Личность в экзистенциализме Шестова бессильна перед самой данностью ужаса, перед лицом мира, его стихий, царством случая, трагедией, смертью, злом. Ма­ксимум «активности» для нее — не бежать от всего этого, а мужественно встретить все, что посылает судьба. Оди­ночество, покинутость, оставленность, приниженность, вина и многие другие сугубо экзистенциалистские кате­гории были открыты Шестовым и приписаны обыденно­му существованию человека еще до начала XX в., т. е. задолго до возникновения западноевропейского экзистен­циализма.

Работа Шестова «Шекспир и его критик Брандес» характерна тем, что в ней были заложены основные прин­ципы его философской позиции. Вместе с тем книга была довольно рыхлой и эклектичной, что в значительной сте­пени обусловливалось незавершенностью мировоззрения Шестова. Эклектизм сказывался прежде всего в проти­воречивом сосуществовании стремления к отысканию «жизненной позиции» и предпочтения, отдаваемого худо­жественному способу мышления как высшей форме «жиз­ни» (эстетизм). Шестов колебался между отысканием начал, побеждающих смерть в жизни, и отрицанием воз­можности отыскания смысла самой жизни.

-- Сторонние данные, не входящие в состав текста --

//! Geometric primitives for scene layout and containment.
//!
//! This module provides the rectangle math the enforcement engine is built on.
//!
//! # Overview
//!
//! - [`Point`] - A 2D coordinate in scene space
//! - [`Size`] - Width and height dimensions
//! - [`Rect`] - An axis-aligned rectangle defined by its top-left corner and size
//! - [`Insets`] - Padding/margin values for four sides
//! - [`snap`] - Rounds a coordinate to a grid
//!
//! # Coordinate System
//!
//! Enclave uses a coordinate system consistent with SVG:
//!
//! ```text
//!   (0,0) ────────► +X
//!     │
//!     │
//!     │
//!     ▼
//!    +Y
//! ```
//!
//! - **Origin**: Top-left corner at `(0, 0)`
//! - **X-axis**: Increases rightward (positive to the right)
//! - **Y-axis**: Increases downward (positive downward)
//!
//! Rectangles are never normalized: a negative width or height is kept as-is
//! and flows through every operation, so that malformed input is reported
//! rather than silently repaired.

use serde::{Deserialize, Serialize};

/// Rounds `value` to the nearest multiple of `grid`.
///
/// Exact halves round away from zero. A `grid` of `1.0` or less leaves the
/// value untouched.
///
/// # Examples
///
/// ```
/// # use enclave_core::geometry::snap;
/// assert_eq!(snap(23.0, 10.0), 20.0);
/// assert_eq!(snap(25.0, 10.0), 30.0);
/// assert_eq!(snap(-25.0, 10.0), -30.0);
/// assert_eq!(snap(7.3, 1.0), 7.3);
/// ```
pub fn snap(value: f32, grid: f32) -> f32 {
    if grid <= 1.0 {
        return value;
    }
    (value / grid).round() * grid
}

/// A 2D point representing a position in scene coordinate space.
///
/// # Examples
///
/// ```
/// # use enclave_core::geometry::Point;
/// let origin = Point::new(10.0, 20.0);
/// let offset = Point::new(5.0, 5.0);
///
/// let moved = origin.add_point(offset);
/// assert_eq!(moved.x(), 15.0);
/// assert_eq!(moved.y(), 25.0);
/// ```
#[derive(Debug, Clone, Copy, Default, PartialEq, Serialize, Deserialize)]
pub struct Point {
    x: f32,
    y: f32,
}

impl Point {
    /// Creates a new point with the specified coordinates
    pub fn new(x: f32, y: f32) -> Self {
        Self { x, y }
    }

    /// Returns the x-coordinate of the point
    pub fn x(self) -> f32 {
        self.x
    }

    /// Returns the y-coordinate of the point
    pub fn y(self) -> f32 {
        self.y
    }

    /// Checks if both x and y coordinates are zero
    pub fn is_zero(self) -> bool {
        self.x == 0.0 && self.y == 0.0
    }

    /// Adds another point to this point, returning a new point
    pub fn add_point(self, other: Point) -> Self {
        Self {
            x: self.x + other.x,
            y: self.y + other.y,
        }
    }

    /// Subtracts another point from this point, returning a new point
    pub fn sub_point(self, other: Point) -> Self {
        Self {
            x: self.x - other.x,
            y: self.y - other.y,
        }
    }

    /// Calculates the midpoint between this point and another point
    pub fn midpoint(self, other: Point) -> Self {
        Self {
            x: (self.x + other.x) / 2.0,
            y: (self.y + other.y) / 2.0,
        }
    }

    /// Snaps both coordinates to `grid`, measured from `origin`.
    ///
    /// # Examples
    ///
    /// ```
    /// # use enclave_core::geometry::Point;
    /// let p = Point::new(23.0, 47.0);
    ///
    /// let absolute = p.snap(10.0, Point::default());
    /// assert_eq!(absolute, Point::new(20.0, 50.0));
    ///
    /// // Relative to an origin that is itself off-grid
    /// let relative = p.snap(10.0, Point::new(5.0, 5.0));
    /// assert_eq!(relative, Point::new(25.0, 45.0));
    /// ```
    pub fn snap(self, grid: f32, origin: Point) -> Self {
        let local = self.sub_point(origin);
        Point::new(snap(local.x, grid), snap(local.y, grid)).add_point(origin)
    }
}

/// Represents the dimensions of an element with width and height
#[derive(Debug, Clone, Copy, Default, PartialEq, Serialize, Deserialize)]
pub struct Size {
    #[serde(alias = "w")]
    width: f32,
    #[serde(alias = "h")]
    height: f32,
}

impl Size {
    pub fn new(width: f32, height: f32) -> Self {
        Self { width, height }
    }

    /// Returns the width dimension of this size
    pub fn width(self) -> f32 {
        self.width
    }

    /// Returns the height dimension of this size
    pub fn height(self) -> f32 {
        self.height
    }

    /// Returns true if both width and height are zero
    pub fn is_zero(self) -> bool {
        self.width == 0.0 && self.height == 0.0
    }

    /// Returns true if either dimension is below zero
    pub fn is_negative(self) -> bool {
        self.width < 0.0 || self.height < 0.0
    }

    /// Returns a new Size with the maximum width and height between this size and another
    pub fn max(self, other: Size) -> Self {
        Self {
            width: self.width.max(other.width),
            height: self.height.max(other.height),
        }
    }
}

/// An axis-aligned rectangle in absolute scene coordinates.
///
/// Unlike a min/max bounding box, a `Rect` keeps its origin and extent
/// separately, so a negative size survives construction and is visible to
/// the containment checks.
#[derive(Debug, Clone, Copy, Default, PartialEq, Serialize, Deserialize)]
pub struct Rect {
    x: f32,
    y: f32,
    #[serde(alias = "w")]
    width: f32,
    #[serde(alias = "h")]
    height: f32,
}

impl Rect {
    /// Creates a rectangle from its top-left corner and dimensions
    pub fn new(x: f32, y: f32, width: f32, height: f32) -> Self {
        Self {
            x,
            y,
            width,
            height,
        }
    }

    /// Creates a new rectangle from a top-left point and a size
    pub fn from_origin_size(origin: Point, size: Size) -> Self {
        Self::new(origin.x, origin.y, size.width, size.height)
    }

    /// Returns the left edge
    pub fn x(self) -> f32 {
        self.x
    }

    /// Returns the top edge
    pub fn y(self) -> f32 {
        self.y
    }

    pub fn width(self) -> f32 {
        self.width
    }

    pub fn height(self) -> f32 {
        self.height
    }

    /// Returns the right edge (`x + width`)
    pub fn right(self) -> f32 {
        self.x + self.width
    }

    /// Returns the bottom edge (`y + height`)
    pub fn bottom(self) -> f32 {
        self.y + self.height
    }

    /// Returns the top-left corner as a Point
    pub fn origin(self) -> Point {
        Point::new(self.x, self.y)
    }

    /// Converts the rectangle's extent to a Size
    pub fn size(self) -> Size {
        Size::new(self.width, self.height)
    }

    /// Returns the center point of the rectangle
    pub fn center(self) -> Point {
        Point::new(self.x + self.width / 2.0, self.y + self.height / 2.0)
    }

    /// Returns a copy moved to the given top-left corner, keeping the size
    pub fn with_origin(mut self, origin: Point) -> Self {
        self.x = origin.x;
        self.y = origin.y;
        self
    }

    /// Returns a copy with the given size, keeping the origin
    pub fn with_size(mut self, size: Size) -> Self {
        self.width = size.width;
        self.height = size.height;
        self
    }

    /// Moves the rectangle by the specified offset.
    ///
    /// # Examples
    ///
    /// ```
    /// # use enclave_core::geometry::{Point, Rect};
    /// let rect = Rect::new(10.0, 20.0, 50.0, 30.0);
    ///
    /// let moved = rect.translate(Point::new(100.0, 50.0));
    /// assert_eq!(moved, Rect::new(110.0, 70.0, 50.0, 30.0));
    /// ```
    pub fn translate(self, offset: Point) -> Self {
        self.with_origin(self.origin().add_point(offset))
    }

    /// Grows the rectangle outward by the given insets.
    pub fn add_padding(self, insets: Insets) -> Self {
        Self {
            x: self.x - insets.left,
            y: self.y - insets.top,
            width: self.width + insets.horizontal_sum(),
            height: self.height + insets.vertical_sum(),
        }
    }

    /// Returns the smallest rectangle covering both rectangles.
    ///
    /// # Examples
    ///
    /// ```
    /// # use enclave_core::geometry::Rect;
    /// let header = Rect::new(0.0, 0.0, 100.0, 30.0);
    /// let content = Rect::new(10.0, 40.0, 120.0, 80.0);
    ///
    /// let combined = header.union(&content);
    /// assert_eq!(combined, Rect::new(0.0, 0.0, 130.0, 120.0));
    /// ```
    pub fn union(&self, other: &Self) -> Self {
        let x = self.x.min(other.x);
        let y = self.y.min(other.y);
        let right = self.right().max(other.right());
        let bottom = self.bottom().max(other.bottom());
        Self::new(x, y, right - x, bottom - y)
    }

    /// Checks whether `child` lies within this rectangle expanded by
    /// `tolerance` on every side.
    ///
    /// Degenerate children (zero or negative extent) are evaluated with the
    /// same edge arithmetic as any other rectangle.
    ///
    /// # Examples
    ///
    /// ```
    /// # use enclave_core::geometry::Rect;
    /// let container = Rect::new(0.0, 0.0, 200.0, 100.0);
    ///
    /// assert!(container.contains(&Rect::new(10.0, 10.0, 50.0, 50.0), 0.0));
    /// assert!(!container.contains(&Rect::new(180.0, 10.0, 30.0, 20.0), 0.0));
    /// assert!(container.contains(&Rect::new(180.0, 10.0, 30.0, 20.0), 10.0));
    /// ```
    pub fn contains(&self, child: &Rect, tolerance: f32) -> bool {
        child.x >= self.x - tolerance
            && child.y >= self.y - tolerance
            && child.right() <= self.right() + tolerance
            && child.bottom() <= self.bottom() + tolerance
    }

    /// Checks whether a point lies within this rectangle expanded by `tolerance`.
    pub fn contains_point(&self, point: Point, tolerance: f32) -> bool {
        point.x >= self.x - tolerance
            && point.y >= self.y - tolerance
            && point.x <= self.right() + tolerance
            && point.y <= self.bottom() + tolerance
    }

    /// Positions `self` inside `container`, keeping its size.
    ///
    /// On each axis the origin is clamped to
    /// `[container.min, container.max - extent]`. When `self` is larger than
    /// the container on an axis, it is pinned to the container's origin on
    /// that axis and still overflows on the far side.
    ///
    /// # Examples
    ///
    /// ```
    /// # use enclave_core::geometry::Rect;
    /// let container = Rect::new(0.0, 0.0, 200.0, 100.0);
    ///
    /// let clamped = Rect::new(150.0, 80.0, 100.0, 50.0).clamp_to(&container);
    /// assert_eq!(clamped, Rect::new(100.0, 50.0, 100.0, 50.0));
    ///
    /// // Wider than the container: pinned to its left edge
    /// let wide = Rect::new(40.0, 10.0, 300.0, 20.0).clamp_to(&container);
    /// assert_eq!(wide.x(), 0.0);
    /// ```
    pub fn clamp_to(&self, container: &Rect) -> Rect {
        let x = clamp_axis(self.x, self.width, container.x, container.width);
        let y = clamp_axis(self.y, self.height, container.y, container.height);
        self.with_origin(Point::new(x, y))
    }
}

fn clamp_axis(start: f32, extent: f32, container_start: f32, container_extent: f32) -> f32 {
    if extent > container_extent {
        return container_start;
    }
    start
        .max(container_start)
        .min(container_start + container_extent - extent)
}

/// Represents padding or margin values for the four sides of a rectangle
#[derive(Debug, Clone, Copy, Default, PartialEq)]
pub struct Insets {
    top: f32,
    right: f32,
    bottom: f32,
    left: f32,
}

impl Insets {
    /// Creates a new insets with individual values for each side
    pub fn new(top: f32, right: f32, bottom: f32, left: f32) -> Self {
        Self {
            top,
            right,
            bottom,
            left,
        }
    }

    /// Creates a new insets with the same value for all sides
    pub fn uniform(value: f32) -> Self {
        Self::new(value, value, value, value)
    }

    /// Creates insets that only pad the top and bottom sides
    pub fn vertical(value: f32) -> Self {
        Self::new(value, 0.0, value, 0.0)
    }

    pub fn top(self) -> f32 {
        self.top
    }

    pub fn right(self) -> f32 {
        self.right
    }

    pub fn bottom(self) -> f32 {
        self.bottom
    }

    pub fn left(self) -> f32 {
        self.left
    }

    /// Returns the sum of left and right insets
    pub fn horizontal_sum(self) -> f32 {
        self.left + self.right
    }

    /// Returns the sum of top and bottom insets
    pub fn vertical_sum(self) -> f32 {
        self.top + self.bottom
    }
}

В работах Шестова 900-х годов литературно-философ­ский критицизм приобретает более отточенную форму, принципы иррационализма и нигилизма проводятся бо­лее последовательно, что было обусловлено его максима­лизмом, т. е. усилиями найти смысл жизни, побеждаю­щий смерть, а также углубленностью в проблемы траге­дии. Вывод, к которому он пришел, идя от анализа трагедий Шекспира к «философии трагедии», гласил: «В законах природы, в порядке, в науке, в позитивизме
и идеализме — залог несчастья, в ужасах жизни — залог будущего. Вот основа философии трагедии: к этому при­водят скептицизм и пессимизм...» (там же, 3, 229—230).